TASK TO CARRY OUT
Scan the entries below. Return every line that includes "opened".

[Stored data entries]
▬▬▬
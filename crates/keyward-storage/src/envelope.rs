use aes_gcm::{
    aead::{Aead, AeadCore, KeyInit, OsRng},
    Aes256Gcm, Nonce,
};
use base64::{engine::general_purpose::STANDARD, Engine as _};
use keyward_core::certificate::{Certificate, CertificateError};
use rand::RngCore;
use serde::{Deserialize, Serialize};
use thiserror::Error;
use zeroize::{Zeroize, ZeroizeOnDrop, Zeroizing};

use crate::key_provider::{unwrap_key, wrap_key};

const KEY_LEN: usize = 32;
const NONCE_LEN: usize = 12;

#[derive(Debug, Error)]
pub enum EnvelopeError {
    /// No certificate matches the record's recipient thumbprint.
    #[error("no certificate found for thumbprint {thumbprint}")]
    MissingCertificate { thumbprint: String },
    #[error(transparent)]
    Certificate(#[from] CertificateError),
    #[error("encrypt failed: {0}")]
    Encrypt(String),
    #[error("decrypt failed: {0}")]
    Decrypt(String),
    /// Stored record fields could not be decoded.
    #[error("malformed record: {0}")]
    Malformed(String),
}

/// 256-bit AES key, wiped when dropped on every exit path.
#[derive(Zeroize, ZeroizeOnDrop)]
pub struct SymmetricKey([u8; KEY_LEN]);

impl SymmetricKey {
    pub fn generate() -> Self {
        let mut bytes = [0u8; KEY_LEN];
        OsRng.fill_bytes(&mut bytes);
        Self(bytes)
    }

    fn from_unwrapped(bytes: &[u8]) -> Result<Self, EnvelopeError> {
        if bytes.len() != KEY_LEN {
            return Err(EnvelopeError::Decrypt(format!(
                "expected {KEY_LEN}-byte key, got {}",
                bytes.len()
            )));
        }
        let mut out = [0u8; KEY_LEN];
        out.copy_from_slice(bytes);
        Ok(Self(out))
    }

    fn cipher(&self) -> Result<Aes256Gcm, EnvelopeError> {
        Aes256Gcm::new_from_slice(&self.0).map_err(|e| EnvelopeError::Encrypt(e.to_string()))
    }

    fn as_bytes(&self) -> &[u8] {
        &self.0
    }
}

/// Envelope-encrypted form of one setting value.
#[derive(Debug, Clone, PartialEq, Eq)]
pub struct SealedRecord {
    /// `nonce || aes-gcm output`.
    pub ciphertext: Vec<u8>,
    /// The record's symmetric key, wrapped under the recipient certificate.
    pub wrapped_key: Vec<u8>,
    /// Thumbprint of the certificate that can open this record.
    pub recipient_ref: String,
}

/// On-disk field layout of a sealed record.
#[derive(Debug, Clone, Serialize, Deserialize, PartialEq, Eq)]
pub struct StoredRecord {
    pub encrypted_data: String,
    pub encrypted_key: String,
    pub thumbprint: String,
}

impl SealedRecord {
    pub fn to_stored(&self) -> StoredRecord {
        StoredRecord {
            encrypted_data: STANDARD.encode(&self.ciphertext),
            encrypted_key: STANDARD.encode(&self.wrapped_key),
            thumbprint: STANDARD.encode(self.recipient_ref.as_bytes()),
        }
    }

    pub fn from_stored(stored: &StoredRecord) -> Result<Self, EnvelopeError> {
        let ciphertext = STANDARD
            .decode(&stored.encrypted_data)
            .map_err(|e| EnvelopeError::Malformed(format!("encrypted_data: {e}")))?;
        let wrapped_key = STANDARD
            .decode(&stored.encrypted_key)
            .map_err(|e| EnvelopeError::Malformed(format!("encrypted_key: {e}")))?;
        let thumbprint = STANDARD
            .decode(&stored.thumbprint)
            .map_err(|e| EnvelopeError::Malformed(format!("thumbprint: {e}")))?;
        let recipient_ref = String::from_utf8(thumbprint)
            .map_err(|e| EnvelopeError::Malformed(format!("thumbprint: {e}")))?;
        Ok(Self {
            ciphertext,
            wrapped_key,
            recipient_ref,
        })
    }
}

/// Encrypt `plaintext` under a freshly generated key and wrap that key for `certificate`.
pub fn seal(plaintext: &str, certificate: &Certificate) -> Result<SealedRecord, EnvelopeError> {
    let key = SymmetricKey::generate();
    let cipher = key.cipher()?;
    let nonce = Aes256Gcm::generate_nonce(&mut OsRng);
    let encrypted = cipher
        .encrypt(&nonce, plaintext.as_bytes())
        .map_err(|e| EnvelopeError::Encrypt(e.to_string()))?;

    let mut ciphertext = Vec::with_capacity(NONCE_LEN + encrypted.len());
    ciphertext.extend_from_slice(nonce.as_slice());
    ciphertext.extend_from_slice(&encrypted);

    let wrapped_key = wrap_key(certificate, key.as_bytes())?;
    Ok(SealedRecord {
        ciphertext,
        wrapped_key,
        recipient_ref: certificate.thumbprint(),
    })
}

/// Open a sealed record. `find_certificate` resolves the record's thumbprint.
/// A lookup that reports [`CertificateError::NotFound`] yields
/// [`EnvelopeError::MissingCertificate`] so batch callers can skip; any other
/// lookup failure is returned as-is.
pub fn unseal<F>(
    record: &SealedRecord,
    find_certificate: F,
) -> Result<Zeroizing<String>, EnvelopeError>
where
    F: FnOnce(&str) -> Result<Certificate, CertificateError>,
{
    let certificate = find_certificate(&record.recipient_ref).map_err(|err| match err {
        CertificateError::NotFound { .. } => EnvelopeError::MissingCertificate {
            thumbprint: record.recipient_ref.clone(),
        },
        other => EnvelopeError::Certificate(other),
    })?;

    let unwrapped = unwrap_key(&certificate, &record.wrapped_key)?;
    let key = SymmetricKey::from_unwrapped(&unwrapped)?;
    drop(unwrapped);

    decrypt_with(&key, &record.ciphertext)
}

fn decrypt_with(
    key: &SymmetricKey,
    ciphertext: &[u8],
) -> Result<Zeroizing<String>, EnvelopeError> {
    if ciphertext.len() < NONCE_LEN {
        return Err(EnvelopeError::Decrypt("ciphertext truncated".to_string()));
    }
    let (nonce, body) = ciphertext.split_at(NONCE_LEN);
    let cipher = key.cipher()?;
    let plaintext = Zeroizing::new(
        cipher
            .decrypt(Nonce::from_slice(nonce), body)
            .map_err(|e| EnvelopeError::Decrypt(e.to_string()))?,
    );
    let text = std::str::from_utf8(&plaintext)
        .map_err(|e| EnvelopeError::Decrypt(format!("value is not utf-8: {e}")))?;
    Ok(Zeroizing::new(text.to_string()))
}

#[cfg(test)]
mod tests {
    use super::*;
    use crate::key_provider::generate_certificate;

    #[test]
    fn seal_then_unseal_returns_plaintext() {
        let cert = generate_certificate("node01");
        let record = seal("P@ssw0rd!", &cert).expect("seal");
        assert_eq!(record.recipient_ref, cert.thumbprint());

        let opened = unseal(&record, |_| Ok(cert.clone())).expect("unseal");
        assert_eq!(opened.as_str(), "P@ssw0rd!");
    }

    #[test]
    fn sealing_twice_differs_but_opens_identically() {
        let cert = generate_certificate("node01");
        let first = seal("same", &cert).expect("seal");
        let second = seal("same", &cert).expect("seal");

        assert_ne!(first.ciphertext, second.ciphertext);
        assert_ne!(first.wrapped_key, second.wrapped_key);
        assert_eq!(
            unseal(&first, |_| Ok(cert.clone())).expect("open").as_str(),
            unseal(&second, |_| Ok(cert.clone())).expect("open").as_str()
        );
    }

    #[test]
    fn empty_value_round_trips() {
        let cert = generate_certificate("node01");
        let record = seal("", &cert).expect("seal");
        let opened = unseal(&record, |_| Ok(cert.clone())).expect("unseal");
        assert_eq!(opened.as_str(), "");
    }

    #[test]
    fn missing_certificate_is_reported_not_panicked() {
        let cert = generate_certificate("node01");
        let record = seal("value", &cert).expect("seal");
        let err = unseal(&record, |thumbprint| {
            Err(CertificateError::NotFound {
                identifier: thumbprint.to_string(),
            })
        })
        .expect_err("no cert");
        assert!(matches!(err, EnvelopeError::MissingCertificate { .. }));
    }

    #[test]
    fn store_failure_keeps_its_cause() {
        let cert = generate_certificate("node01");
        let record = seal("value", &cert).expect("seal");
        let err = unseal(&record, |_| {
            Err(CertificateError::Store {
                reason: "certificate directory unreadable".into(),
            })
        })
        .expect_err("store failure");
        assert!(matches!(
            err,
            EnvelopeError::Certificate(CertificateError::Store { .. })
        ));
    }

    #[test]
    fn cipher_key_schedule_is_wiped_on_drop() {
        use std::mem::{size_of, MaybeUninit};

        let key = SymmetricKey::from_unwrapped(&[0xA5; KEY_LEN]).expect("key");
        let mut slot = MaybeUninit::<Aes256Gcm>::uninit();
        slot.write(key.cipher().expect("cipher"));
        // SAFETY: the slot was initialised above and is dropped exactly once;
        // afterwards it is only read as raw bytes.
        let leftover = unsafe {
            slot.assume_init_drop();
            std::slice::from_raw_parts(slot.as_ptr().cast::<u8>(), size_of::<Aes256Gcm>())
        };
        assert!(
            !leftover.windows(KEY_LEN).any(|w| w == [0xA5; KEY_LEN]),
            "key bytes remain in the dropped cipher"
        );
    }

    #[test]
    fn public_only_certificate_cannot_open() {
        let cert = generate_certificate("node01");
        let record = seal("value", &cert).expect("seal");
        let err = unseal(&record, |_| Ok(cert.public_only())).expect_err("no private key");
        assert!(matches!(
            err,
            EnvelopeError::Certificate(CertificateError::KeyAccessDenied { .. })
        ));
    }

    #[test]
    fn tampered_ciphertext_fails_to_decrypt() {
        let cert = generate_certificate("node01");
        let mut record = seal("value", &cert).expect("seal");
        let last = record.ciphertext.len() - 1;
        record.ciphertext[last] ^= 0xFF;

        let err = unseal(&record, |_| Ok(cert.clone())).expect_err("tampered");
        assert!(matches!(err, EnvelopeError::Decrypt(_)));
    }

    #[test]
    fn stored_form_encodes_thumbprint_as_base64_ascii() {
        let cert = generate_certificate("node01");
        let record = seal("value", &cert).expect("seal");
        let stored = record.to_stored();

        let decoded = STANDARD.decode(&stored.thumbprint).expect("base64");
        assert_eq!(decoded, cert.thumbprint().into_bytes());
        assert!(!stored.encrypted_data.contains("value"));
        assert_eq!(SealedRecord::from_stored(&stored).expect("decode"), record);
    }

    #[test]
    fn malformed_stored_record_is_rejected() {
        let stored = StoredRecord {
            encrypted_data: "***".into(),
            encrypted_key: String::new(),
            thumbprint: String::new(),
        };
        let err = SealedRecord::from_stored(&stored).expect_err("bad base64");
        assert!(matches!(err, EnvelopeError::Malformed(_)));
    }
}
▬▬▬
EXERCISE ANSWER
        let opened = unseal(&record, |_| Ok(cert.clone())).expect("unseal");
        assert_eq!(opened.as_str(), "P@ssw0rd!");
        let opened = unseal(&record, |_| Ok(cert.clone())).expect("unseal");
        assert_eq!(opened.as_str(), "");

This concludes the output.